Lilly Sells Higher-Dose Zepbound Vials, Cuts Some Self-Pay Prices
Eli Lilly began selling higher-dose single‑dose vials of Zepbound and reduced self-pay prices through its LillyDirect portal, moves the company says are intended to expand access to the popular weight‑loss medication. The changes affect out-of-pocket costs for many patients now, and take place alongside a separate government agreement to lower pen prices for Medicare beneficiaries next year.
Eli Lilly began offering higher-dose single‑dose vials of Zepbound (tirzepatide) in the United States on Jan. 3 and lowered the self-pay prices for several vial strengths sold through its LillyDirect portal, a company announcement said. The expanded vial lineup now includes 2.5 mg, 5 mg, 7.5 mg, 10 mg, 12.5 mg and 15 mg per 0.5 mL, and Lilly lists reduced monthly self-pay prices for direct purchases.
LillyDirect prices now show the recommended starting dose, 2.5 mg, at $299 per month, down from $349; the 5 mg dose at $399 per month, down from $499; and the higher doses, 7.5 mg, 10 mg, 12.5 mg and 15 mg, at $449 per month, down from $499. Lilly said the vial presentations are being offered at roughly a $150 discount relative to the multidose injector-pen formats, and characterized the steps as intended to improve availability and drive demand.
The price and formulation changes come as Lilly and other manufacturers agreed with the U.S. administration on a separate arrangement to make pen formulations of these weight‑loss drugs available to Medicare beneficiaries at an average price of about $245 per monthly dose, with a $50 monthly copay for enrollees. That agreement is expected to take effect in spring or summer 2026 and depends on pending regulatory actions for pen versions. The Medicare deal applies to the multidose pen presentations and does not change private insurance coverage or pricing for most commercially insured patients and the uninsured.
Public health advocates and clinicians say the changes are consequential because many patients seeking obesity treatment face affordability barriers that limit who can access clinically effective therapies. Lilly USA President Ilya Yuffa acknowledged those obstacles, saying many people who need obesity medication “still face cost and coverage barriers.” For patients paying out of pocket, the new vial pricing and expanded strengths could lower immediate costs and reduce the need to switch dosages when titrating treatment.

The vial format requires patients or caregivers to draw medication into a syringe and perform self-injection, a different workflow than the prefilled pen. Pharmacies and community clinicians will need to counsel patients on safe handling and dosing if more people choose vials for cost reasons. Lilly introduced single‑dose vials of Zepbound in August 2024 and has since expanded distribution channels; the company says direct-to-consumer purchases through LillyDirect now represent more than a third of new Zepbound prescriptions. A collaboration with a national retail pharmacy chain, announced last fall, made LillyDirect vials available for in-store pickup at hundreds of locations.

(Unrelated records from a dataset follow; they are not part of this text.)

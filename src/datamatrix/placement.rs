// Module placement
// Walks the mapping matrix diagonally and assigns each module to a codeword bit.
// Each cell holds (codeword index, bit) where bit 0 is the most significant.
//------------------------------------------------------------------------------

pub type Slot = Option<(usize, u8)>;

struct Placer {
    nrow: i32,
    ncol: i32,
    slots: Vec<Slot>,
}

impl Placer {
    fn assigned(&self, r: i32, c: i32) -> bool {
        self.slots[(r * self.ncol + c) as usize].is_some()
    }

    fn module(&mut self, mut r: i32, mut c: i32, cw: usize, bit: u8) {
        if r < 0 {
            r += self.nrow;
            c += 4 - ((self.nrow + 4) % 8);
        }
        if c < 0 {
            c += self.ncol;
            r += 4 - ((self.ncol + 4) % 8);
        }
        self.slots[(r * self.ncol + c) as usize] = Some((cw, bit));
    }

    // The standard L shaped codeword layout anchored at its bottom right module
    fn utah(&mut self, r: i32, c: i32, cw: usize) {
        const SHAPE: [(i32, i32); 8] = [(-2, -2), (-2, -1), (-1, -2), (-1, -1), (-1, 0), (0, -2), (0, -1), (0, 0)];
        for (bit, (dr, dc)) in SHAPE.iter().enumerate() {
            self.module(r + dr, c + dc, cw, bit as u8);
        }
    }

    fn corner(&mut self, shape: [(i32, i32); 8], cw: usize) {
        for (bit, (r, c)) in shape.into_iter().enumerate() {
            self.module(r, c, cw, bit as u8);
        }
    }
}

/// Slot map for an `nrow` x `ncol` mapping matrix, row-major.
pub fn placement(nrow: usize, ncol: usize) -> Vec<Slot> {
    let (nr, nc) = (nrow as i32, ncol as i32);
    let mut p = Placer { nrow: nr, ncol: nc, slots: vec![None; nrow * ncol] };
    let (mut row, mut col, mut cw) = (4i32, 0i32, 0usize);

    loop {
        if row == nr && col == 0 {
            p.corner([(nr - 1, 0), (nr - 1, 1), (nr - 1, 2), (0, nc - 2), (0, nc - 1), (1, nc - 1), (2, nc - 1), (3, nc - 1)], cw);
            cw += 1;
        }
        if row == nr - 2 && col == 0 && nc % 4 != 0 {
            p.corner([(nr - 3, 0), (nr - 2, 0), (nr - 1, 0), (0, nc - 4), (0, nc - 3), (0, nc - 2), (0, nc - 1), (1, nc - 1)], cw);
            cw += 1;
        }
        if row == nr - 2 && col == 0 && nc % 8 == 4 {
            p.corner([(nr - 3, 0), (nr - 2, 0), (nr - 1, 0), (0, nc - 2), (0, nc - 1), (1, nc - 1), (2, nc - 1), (3, nc - 1)], cw);
            cw += 1;
        }
        if row == nr + 4 && col == 2 && nc % 8 == 0 {
            p.corner([(nr - 1, 0), (nr - 1, nc - 1), (0, nc - 3), (0, nc - 2), (0, nc - 1), (1, nc - 3), (1, nc - 2), (1, nc - 1)], cw);
            cw += 1;
        }

        // Up and to the right
        loop {
            if row < nr && col >= 0 && !p.assigned(row, col) {
                p.utah(row, col, cw);
                cw += 1;
            }
            row -= 2;
            col += 2;
            if row < 0 || col >= nc {
                break;
            }
        }
        row += 1;
        col += 3;

        // Down and to the left
        loop {
            if row >= 0 && col < nc && !p.assigned(row, col) {
                p.utah(row, col, cw);
                cw += 1;
            }
            row += 2;
            col -= 2;
            if row >= nr || col < 0 {
                break;
            }
        }
        row += 3;
        col += 1;

        if row >= nr && col >= nc {
            break;
        }
    }
    p.slots
}

#[cfg(test)]
mod placement_tests {
    use super::placement;
    use test_case::test_case;

    #[test_case(8, 8)]
    #[test_case(10, 10)]
    #[test_case(14, 14)]
    #[test_case(28, 28)]
    #[test_case(132, 132)]
    fn test_every_codeword_bit_once(nrow: usize, ncol: usize) {
        let slots = placement(nrow, ncol);
        let total = nrow * ncol / 8;
        let mut seen = vec![0u8; total];
        for (cw, bit) in slots.iter().flatten() {
            seen[*cw] |= 1 << bit;
        }
        assert!(seen.iter().all(|&s| s == 0xFF));
        assert_eq!(slots.iter().filter(|s| s.is_none()).count(), nrow * ncol % 8);
    }

    #[test]
    fn test_first_codeword() {
        // Codeword 0 sits with its last bit at row 4, column 0 wrapped around the left edge
        let slots = placement(8, 8);
        assert_eq!(slots[4 * 8], Some((0, 7)));
        assert_eq!(slots[2 * 8 + 6], Some((0, 0)));
    }
}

The company frames the price cuts and broader availability as steps to widen access, but systemic questions remain about equitable long-term access. Insurers determine coverage differently for vial and pen formulations, and out-of-pocket savings for self-pay customers do not address gaps in insurance formularies, prior authorization barriers, or disparities in care that disproportionately affect low-income and rural communities. As policy negotiations and regulatory reviews proceed, patients, providers and payers will be watching whether these commercial changes translate into sustained, affordable access across diverse populations.